Public school in Upper Arlington, Ohio, US

Upper Arlington High School is the sole high school in the Upper Arlington City School District in Upper Arlington, Ohio, a northwest suburb of Columbus, Ohio. It receives students from Jones Middle School and Hastings Middle School. The current principal of the high school is Mr. Andrew Theado. The mascot is a golden bear.

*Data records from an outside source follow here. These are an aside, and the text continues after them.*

//! # Servidor TCP Concurrente
//! src/server/tcp.rs
//!
//! Implementación del servidor TCP que maneja múltiples conexiones simultáneas
//! usando threads. Cada conexión se procesa en su propio thread y atiende un
//! único request: se lee, se enruta, se responde y se cierra.

use crate::config::Config;
use crate::error::{HttpError, Result};
use crate::http::{pages, RequestParser, Response};
use crate::router::Router;
use std::io::{self, BufReader, Read, Write};
use std::net::{Shutdown, SocketAddr, TcpListener, TcpStream};
use std::sync::Arc;
use std::thread;
use std::time::{Duration, Instant};
use tracing::{debug, debug_span, error, info, warn};

/// Espera máxima por lectura al descartar bytes pendientes del cliente
const DRAIN_TIMEOUT: Duration = Duration::from_millis(200);

/// Bytes que se descartan como máximo antes de cerrar el socket
const DRAIN_LIMIT: usize = 1 << 20;

/// Servidor HTTP/1.1 concurrente, un thread por conexión
pub struct Server {
    config: Config,
    router: Arc<Router>,
    parser: Arc<RequestParser>,
    listener: Option<TcpListener>,
}

impl Server {
    /// Crea el servidor a partir de la configuración y un router ya armado
    ///
    /// El nombre del header `Server` y el documento por defecto salen de
    /// `config`.
    pub fn new(config: Config, mut router: Router) -> Self {
        router.set_server_name(config.server_name.clone());
        let parser = RequestParser::new(config.default_document.clone());

        Self {
            config,
            router: Arc::new(router),
            parser: Arc::new(parser),
            listener: None,
        }
    }

    /// Abre el socket de escucha en la dirección configurada
    ///
    /// Con puerto 0 el sistema elige uno libre; consultarlo con
    /// [`Server::local_addr`].
    pub fn bind(&mut self) -> io::Result<SocketAddr> {
        let address = self.config.address();
        let listener = TcpListener::bind(&address)?;
        let local = listener.local_addr()?;

        info!(address = %local, "server listening");
        self.listener = Some(listener);
        Ok(local)
    }

    /// Dirección real del socket, si ya se hizo bind
    pub fn local_addr(&self) -> Option<SocketAddr> {
        self.listener.as_ref().and_then(|l| l.local_addr().ok())
    }

    pub fn router(&self) -> &Router {
        &self.router
    }

    /// Acepta conexiones en texto plano hasta que el listener falle
    pub fn run(&mut self) -> io::Result<()> {
        self.run_with(Ok)
    }

    /// Igual que [`Server::run`], pero envolviendo cada socket aceptado
    ///
    /// `wrap` corre dentro del thread de la conexión, así un handshake lento
    /// (por ejemplo TLS) no bloquea el accept loop. Si `wrap` falla la
    /// conexión se descarta.
    pub fn run_with<F, S>(&mut self, wrap: F) -> io::Result<()>
    where
        F: Fn(TcpStream) -> io::Result<S> + Send + Sync + 'static,
        S: Read + Write,
    {
        if self.listener.is_none() {
            self.bind()?;
        }
        let Some(listener) = self.listener.as_ref() else {
            return Err(io::Error::new(io::ErrorKind::NotConnected, "listener not bound"));
        };

        info!("concurrent mode: one thread per connection");
        let wrap = Arc::new(wrap);

        for stream in listener.incoming() {
            match stream {
                Ok(stream) => {
                    let router = Arc::clone(&self.router);
                    let parser = Arc::clone(&self.parser);
                    let wrap = Arc::clone(&wrap);

                    let peer_addr = stream
                        .peer_addr()
                        .map(|addr| addr.to_string())
                        .unwrap_or_else(|_| "unknown".to_string());

                    debug!(peer = %peer_addr, "new connection");

                    let spawned = thread::Builder::new()
                        .name(format!("conn-{}", peer_addr))
                        .spawn(move || {
                            let span = debug_span!("connection", peer = %peer_addr);
                            let _enter = span.enter();

                            // Copia del socket crudo para el cierre, `wrap` se queda el original
                            let raw = stream.try_clone();

                            let result = (*wrap)(stream)
                                .map_err(HttpError::from)
                                .and_then(|mut stream| {
                                    handle_connection(&mut stream, &router, &parser)
                                });

                            match result {
                                Ok(()) => {
                                    if let Ok(raw) = raw {
                                        close_gracefully(&raw);
                                    }
                                }
                                Err(e) => debug!("connection dropped: {}", e),
                            }
                        });

                    if let Err(e) = spawned {
                        error!("could not spawn connection thread: {}", e);
                    }
                }
                Err(e) => {
                    warn!("error accepting connection: {}", e);
                }
            }
        }

        Ok(())
    }
}

/// Atiende una conexión completa: un request, una response
///
/// - Request mal formado: se responde 400 con el motivo.
/// - Error del handler: se responde 500 y se registra.
/// - Error de I/O: no se responde nada y el error se devuelve.
pub fn handle_connection<S>(stream: &mut S, router: &Router, parser: &RequestParser) -> Result<()>
where
    S: Read + Write,
{
    let start = Instant::now();

    let parsed = {
        let mut reader = BufReader::new(&mut *stream);
        parser.parse(&mut reader)
    };

    let (mut response, path) = match parsed {
        Ok(request) => {
            let path = request.path().to_string();
            debug!(method = %request.method(), path = %path, "request received");

            let response = match router.route(&request) {
                Ok(response) => response,
                Err(e) => {
                    error!(path = %path, "handler failed: {}", e);
                    error_page(router, pages::internal_server_error())
                }
            };
            (response, path)
        }
        Err(HttpError::Io(e)) => {
            debug!("could not read request: {}", e);
            return Err(HttpError::Io(e));
        }
        Err(e) if e.is_client_error() => {
            warn!("parse error: {}", e);
            (error_page(router, pages::bad_request(&e.to_string())), String::new())
        }
        Err(e) => {
            error!("unexpected error while reading request: {}", e);
            (error_page(router, pages::internal_server_error()), String::new())
        }
    };

    stream.write_all(&response.to_bytes())?;
    stream.flush()?;

    info!(
        path = %path,
        status = response.status().as_u16(),
        elapsed_ms = start.elapsed().as_secs_f64() * 1000.0,
        "response sent"
    );

    Ok(())
}

/// Cierra la mitad de escritura y descarta lo que el cliente aún tenga en
/// vuelo, así el kernel no contesta con RST a bytes sin leer
///
/// Se corta al llegar a EOF, a [`DRAIN_TIMEOUT`] sin datos o a [`DRAIN_LIMIT`].
fn close_gracefully(stream: &TcpStream) {
    if stream.shutdown(Shutdown::Write).is_err() {
        return;
    }
    if stream.set_read_timeout(Some(DRAIN_TIMEOUT)).is_err() {
        return;
    }

    let mut reader = stream;
    let mut sink = [0u8; 8192];
    let mut drained = 0;

    while drained < DRAIN_LIMIT {
        match reader.read(&mut sink) {
            Ok(0) | Err(_) => break,
            Ok(n) => drained += n,
        }
    }

    if drained > 0 {
        debug!(bytes = drained, "discarded unread request bytes");
    }
}

fn error_page(router: &Router, mut response: Response) -> Response {
    router.add_common_headers(&mut response);
    response
}
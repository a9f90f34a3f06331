//! # Módulo HTTP
//!
//! Este módulo implementa la capa de protocolo desde cero, sin usar
//! librerías de alto nivel. Incluye:
//!
//! - Parsing de requests (request line, headers, body de longitud fija)
//! - Construcción y serialización de responses
//! - Códigos de estado
//! - Páginas HTML estándar para errores y redirecciones
//!
//! ## Alcance del protocolo
//!
//! - Un request por conexión, siempre `Connection: close`
//! - Sin chunked transfer encoding ni keep-alive
//! - El body solo se lee si viene `Content-Length`
//!
//! ### Formato de Request
//!
//! ```text
//! GET /path?query=value HTTP/1.1\r\n
//! Header-Name: Header-Value\r\n
//! \r\n
//! ```
//!
//! ### Formato de Response
//!
//! ```text
//! HTTP/1.1 206 Partial Content\r\n
//! Content-Range: bytes 0-4/10\r\n
//! Content-Length: 5\r\n
//! \r\n
//! 01234
//! ```

pub mod pages;     // Respuestas HTML estándar
pub mod request;   // Parsing de HTTP requests
pub mod response;  // Construcción de HTTP responses
pub mod status;    // Códigos de estado HTTP

// Re-exportamos los tipos principales para facilitar su uso
pub use request::{Method, Request, RequestParser, DEFAULT_DOCUMENT};
pub use response::{Response, DEFAULT_SERVER_NAME};
pub use status::StatusCode;
//! # Fuentes de contenido
//! src/content/source.rs
//!
//! Abstracción sobre un recurso de tamaño conocido que se puede leer por
//! rangos de bytes: un archivo en disco o un buffer en memoria.

use super::mime;
use std::fs::{self, File};
use std::io::{self, Read, Seek, SeekFrom};
use std::path::{Path, PathBuf};

/// Recurso direccionable por bytes
pub trait ContentSource {
    /// Tamaño total en bytes
    fn size(&self) -> u64;

    /// Lee exactamente `length` bytes desde `offset`
    ///
    /// Falla si el recurso desapareció o si hay menos bytes de los pedidos.
    fn read_range(&self, offset: u64, length: u64) -> io::Result<Vec<u8>>;

    /// MIME type si se puede determinar
    fn mime_type(&self) -> Option<String>;
}

/// Archivo en disco; se abre de nuevo en cada lectura
#[derive(Debug, Clone)]
pub struct FileSource {
    path: PathBuf,
    size: u64,
}

impl FileSource {
    /// Toma el tamaño de los metadatos del archivo
    pub fn open(path: impl Into<PathBuf>) -> io::Result<Self> {
        let path = path.into();
        let size = fs::metadata(&path)?.len();
        Ok(Self { path, size })
    }

    pub fn path(&self) -> &Path {
        &self.path
    }
}

impl ContentSource for FileSource {
    fn size(&self) -> u64 {
        self.size
    }

    fn read_range(&self, offset: u64, length: u64) -> io::Result<Vec<u8>> {
        let mut file = File::open(&self.path)?;
        file.seek(SeekFrom::Start(offset))?;

        let mut buffer = Vec::new();
        file.take(length).read_to_end(&mut buffer)?;

        if (buffer.len() as u64) < length {
            return Err(io::Error::new(
                io::ErrorKind::UnexpectedEof,
                format!(
                    "{} shrank: wanted {} bytes at {}, got {}",
                    self.path.display(),
                    length,
                    offset,
                    buffer.len()
                ),
            ));
        }

        Ok(buffer)
    }

    fn mime_type(&self) -> Option<String> {
        mime::from_path(&self.path).map(String::from)
    }
}

/// Contenido en memoria, útil para handlers propios y pruebas
#[derive(Debug, Clone, Default)]
pub struct MemorySource {
    data: Vec<u8>,
    mime_type: Option<String>,
}

impl MemorySource {
    pub fn new(data: impl Into<Vec<u8>>) -> Self {
        Self {
            data: data.into(),
            mime_type: None,
        }
    }

    pub fn with_mime_type(mut self, mime_type: &str) -> Self {
        self.mime_type = Some(mime_type.to_string());
        self
    }
}

impl ContentSource for MemorySource {
    fn size(&self) -> u64 {
        self.data.len() as u64
    }

    fn read_range(&self, offset: u64, length: u64) -> io::Result<Vec<u8>> {
        let out_of_bounds = || {
            io::Error::new(
                io::ErrorKind::UnexpectedEof,
                format!("range {}+{} exceeds {} bytes", offset, length, self.data.len()),
            )
        };

        let start = usize::try_from(offset).map_err(|_| out_of_bounds())?;
        let length = usize::try_from(length).map_err(|_| out_of_bounds())?;
        let end = start.checked_add(length).ok_or_else(out_of_bounds)?;

        self.data
            .get(start..end)
            .map(<[u8]>::to_vec)
            .ok_or_else(out_of_bounds)
    }

    fn mime_type(&self) -> Option<String> {
        self.mime_type.clone()
    }
}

==History and former buildings==

The date when Upper Arlington Schools began informal operation is unclear, but it is known to generally be before 1917. Instruction was first in the informal basement of King Thompson's house at 1930 Cambridge Blvd. The Thompson Brothers, King and Ben Thompson, were the original developers of the city of Upper Arlington. After attending the basement school, students would attend schools in nearby Grandview Heights.

A school board was appointed by the county superintendent of schools, and John W. Wuichet, Sr. was named president in 1918. One of Wuichet's first actions was to move the school in Thompson's basement into a formal building. After construction that same year, Upper Arlington High School was thus founded in a temporary structure in the army barracks from Camp Willis, an Ohio National Guard training camp located in modern-day Upper Arlington. This was the first building for the school.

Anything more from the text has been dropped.